Scientists believe that spare human parts factories could be just years away as they discovered it is possible to grow new organs.

They have already grown the bladder, urethra and windpipe, which have been implanted into patients during clinical trials.

Now scientists have set their sights on replicating more complicated organs, including the heart, kidneys, liver, pancreas and thymus.

The advances could extend life expectancy and cut waiting times for transplants, reported the Sunday Times.

The developments were detailed at a conference on ‘rejuvenation technologies’ at Cambridge University.

Professor Paolo Macchiarini, of the Karolinska institute in Sweden, said how he implanted a laboratory-grown windpipe into a man sticken by throat cancer.

It had been created by using an artificial ‘scaffold’ designed in the shape of a windpipe, which was implanted with the patient''s stem cells.

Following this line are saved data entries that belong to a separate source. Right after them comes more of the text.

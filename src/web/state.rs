use crate::model::ModelManager;

#[derive(Debug, Clone)]
pub struct AppState {
    mm: ModelManager,
}

impl AppState {
    pub fn new(mm: ModelManager) -> Self {
        Self { mm }
    }

    pub fn pool(&self) -> &ModelManager {
        &self.mm
    }
}
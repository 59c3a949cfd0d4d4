use axum::{
    extract::{Request, State},
    middleware::Next,
    response::Response,
};
use tower_cookies::{Cookie, Cookies};

use crate::{
    Config, auth,
    model::{CrudRepository, ResourceTyped, entity::UserEntity},
    web::{AppState, RequestContext, context::AuthenticatedUser, error::WebError},
};

pub static AUTH_TOKEN: &str = "SID";

/// Resolves the session cookie into a [`RequestContext`]. Missing cookies, unknown users,
/// malformed subjects and tokens that fail verification all yield an anonymous context.
/// A token that fails verification is also dropped from the browser.
pub async fn extract_context_fn(
    State(state): State<AppState>,
    cookies: Cookies,
    mut req: Request,
    next: Next,
) -> Result<Response, WebError> {
    let token = match cookies.get(AUTH_TOKEN) {
        Some(token) => token,
        None => {
            req.extensions_mut().insert(RequestContext::new(None));
            return Ok(next.run(req).await);
        }
    };

    let claims = match auth::process_token(token.value(), Config::get_or_init(false).await.app().jwt()) {
        Ok(claims) => claims,
        Err(e) => {
            tracing::debug!("dropping session cookie: {e}");
            let mut stale = Cookie::from(AUTH_TOKEN);
            stale.set_path("/");
            cookies.remove(stale);
            req.extensions_mut().insert(RequestContext::new(None));
            return Ok(next.run(req).await);
        }
    };

    let Ok(id) = claims.claims.sub.parse::<uuid::Uuid>() else {
        tracing::warn!("session subject `{}` is not a user id", claims.claims.sub);
        req.extensions_mut().insert(RequestContext::new(None));
        return Ok(next.run(req).await);
    };

    let user = UserEntity::find_by_id(state.pool(), &AuthenticatedUser::admin(), id)
        .await
        .map_err(|e| WebError::resource_fetch_error(UserEntity::get_resource_type(), e))?;

    let ctx = match user {
        Some(user) => RequestContext::new(Some(AuthenticatedUser::new(id, user.role()))),
        None => RequestContext::new(None),
    };
    req.extensions_mut().insert(ctx);

    Ok(next.run(req).await)
}

/// Lets only admins through. Must run after [`extract_context_fn`].
pub async fn require_admin_fn(
    ctx: RequestContext,
    req: Request,
    next: Next,
) -> Result<Response, WebError> {
    ctx.admin_user()?;
    Ok(next.run(req).await)
}
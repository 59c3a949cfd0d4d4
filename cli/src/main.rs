use chrono::NaiveDate;
use clap::{Parser, Subcommand};
use onlinecourse::Config;
use onlinecourse::model::{CrudRepository, DatabaseError, DbConnection, ModelManager};
use onlinecourse::model::entity::{
    ChoiceCreate,
    Choice,
    Course,
    CourseCreate,
    Lesson,
    LessonCreate,
    Question,
    QuestionCreate,
    UserEntity,
    UserEntityCreateUpdate,
};
use onlinecourse::web::{AuthenticatedUser, UserRole};

#[derive(Parser, Debug)]
#[command(about = "CLI tool for filling the course DB", long_about = None)]
pub struct Cli {
    #[command(subcommand)]
    pub command: Commands,
}

#[derive(Subcommand, Debug)]
pub enum Commands {
    /// Manage users
    User {
        #[command(subcommand)]
        action: UserCommands,
    },

    /// Manage courses
    Course {
        #[command(subcommand)]
        action: CourseCommands,
    },

    /// Manage lessons
    Lesson {
        #[command(subcommand)]
        action: LessonCommands,
    },

    /// Manage exam questions
    Question {
        #[command(subcommand)]
        action: QuestionCommands,
    },
}

/// User management
#[derive(Subcommand, Debug)]
pub enum UserCommands {
    Add {
        #[arg(long)]
        username: String,
        #[arg(long)]
        password: String,
        #[arg(long, default_value = "")]
        first_name: String,
        #[arg(long, default_value = "")]
        last_name: String,
        /// `admin` or `user`
        #[arg(long, default_value = "user")]
        role: String,
    },
}

/// Course management
#[derive(Subcommand, Debug)]
pub enum CourseCommands {
    Add {
        #[arg(long)]
        name: String,
        #[arg(long)]
        description: String,
        /// Image path relative to `uploads/`
        #[arg(long, default_value = "")]
        image: String,
        /// Publication date, YYYY-MM-DD
        #[arg(long)]
        pub_date: Option<NaiveDate>,
    },
}

/// Lesson management
#[derive(Subcommand, Debug)]
pub enum LessonCommands {
    Add {
        /// Course name to attach the lesson to
        #[arg(long)]
        course_name: String,
        #[arg(long)]
        title: String,
        /// Path to a Markdown file with lesson content
        #[arg(long)]
        file: String,
        #[arg(long, default_value_t = 0)]
        order_index: i32,
    },
}

/// Question management
#[derive(Subcommand, Debug)]
pub enum QuestionCommands {
    Add {
        /// Course name to attach the question to
        #[arg(long)]
        course_name: String,
        #[arg(long)]
        text: String,
        #[arg(long, default_value_t = 1)]
        grade_point: i32,
    },
    AddChoice {
        /// Question text to attach the choice to
        #[arg(long)]
        question_text: String,
        #[arg(long)]
        text: String,
        #[arg(long, default_value_t = false)]
        is_correct: bool,
    },
}

#[tokio::main]
async fn main() -> onlinecourse::error::AppResult<()> {
    let _ = dotenvy::dotenv();
    let args = Cli::parse();

    let database_uri = match std::env::var("DATABASE_URL") {
        Ok(uri) => uri,
        Err(_) => Config::get_or_init(true).await.app().database_uri().to_string(),
    };
    let db_con = DbConnection::connect(&database_uri)?;
    db_con.migrate().await?;
    let mm = ModelManager::new(db_con);
    let actor = AuthenticatedUser::admin();

    match args.command {
        Commands::User { action } => match action {
            UserCommands::Add { username, password, first_name, last_name, role } => {
                let user = UserEntity::create_with_role(
                    &mm,
                    &actor,
                    UserEntityCreateUpdate {
                        username,
                        password_hash: onlinecourse::auth::hash_password(&password)?,
                        first_name,
                        last_name,
                    },
                    UserRole::from(role.as_str()),
                )
                .await?;
                println!("User created: {:?}", user);
            }
        },

        Commands::Course { action } => match action {
            CourseCommands::Add { name, description, image, pub_date } => {
                let course = Course::create(
                    &mm,
                    &actor,
                    CourseCreate {
                        name,
                        image,
                        description,
                        pub_date,
                    },
                )
                .await?;
                println!("Course created: {:?}", course);
            }
        },

        Commands::Lesson { action } => match action {
            LessonCommands::Add { course_name, title, file, order_index } => {
                let course = Course::find_by_name(&mm, &actor, &course_name)
                    .await?
                    .ok_or(DatabaseError::SqlxError(sqlx::Error::RowNotFound))?;

                let content = std::fs::read_to_string(file)?;
                let lesson = Lesson::create(
                    &mm,
                    &actor,
                    LessonCreate {
                        course_id: course.id(),
                        title,
                        content,
                        order_index: Some(order_index),
                    },
                )
                .await?;
                println!("Lesson created: {:?}", lesson);
            }
        },

        Commands::Question { action } => match action {
            QuestionCommands::Add { course_name, text, grade_point } => {
                let course = Course::find_by_name(&mm, &actor, &course_name)
                    .await?
                    .ok_or(DatabaseError::SqlxError(sqlx::Error::RowNotFound))?;

                let question = Question::create(
                    &mm,
                    &actor,
                    QuestionCreate {
                        course_id: course.id(),
                        question_text: text,
                        grade_point: Some(grade_point),
                    },
                )
                .await?;
                println!("Question created: {:?}", question);
            }

            QuestionCommands::AddChoice { question_text, text, is_correct } => {
                let question = Question::find_by_text(&mm, &actor, &question_text)
                    .await?
                    .ok_or(DatabaseError::SqlxError(sqlx::Error::RowNotFound))?;

                let choice = Choice::create(
                    &mm,
                    &actor,
                    ChoiceCreate {
                        question_id: question.id(),
                        choice_text: text,
                        is_correct: Some(is_correct),
                    },
                )
                .await?;
                println!("Choice created: {:?}", choice);
            }
        },
    }

    Ok(())
}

“This could open new and very promising therapeutic possibilities for the thousands of patients who suffer from conditions that constrict the airway,” the Daiy Mail quoted Macchiarini as saying.

Professor Doris Taylor of Minnesota University has already created a beating human heart by stripping dead cells from a donor organ and reseeding it with live ones.

Professor Shay Soker of Wake Forest University in North Carolina has created miniature human livers by seeding the protein skeleton from a rat''s liver with human liver stem cells.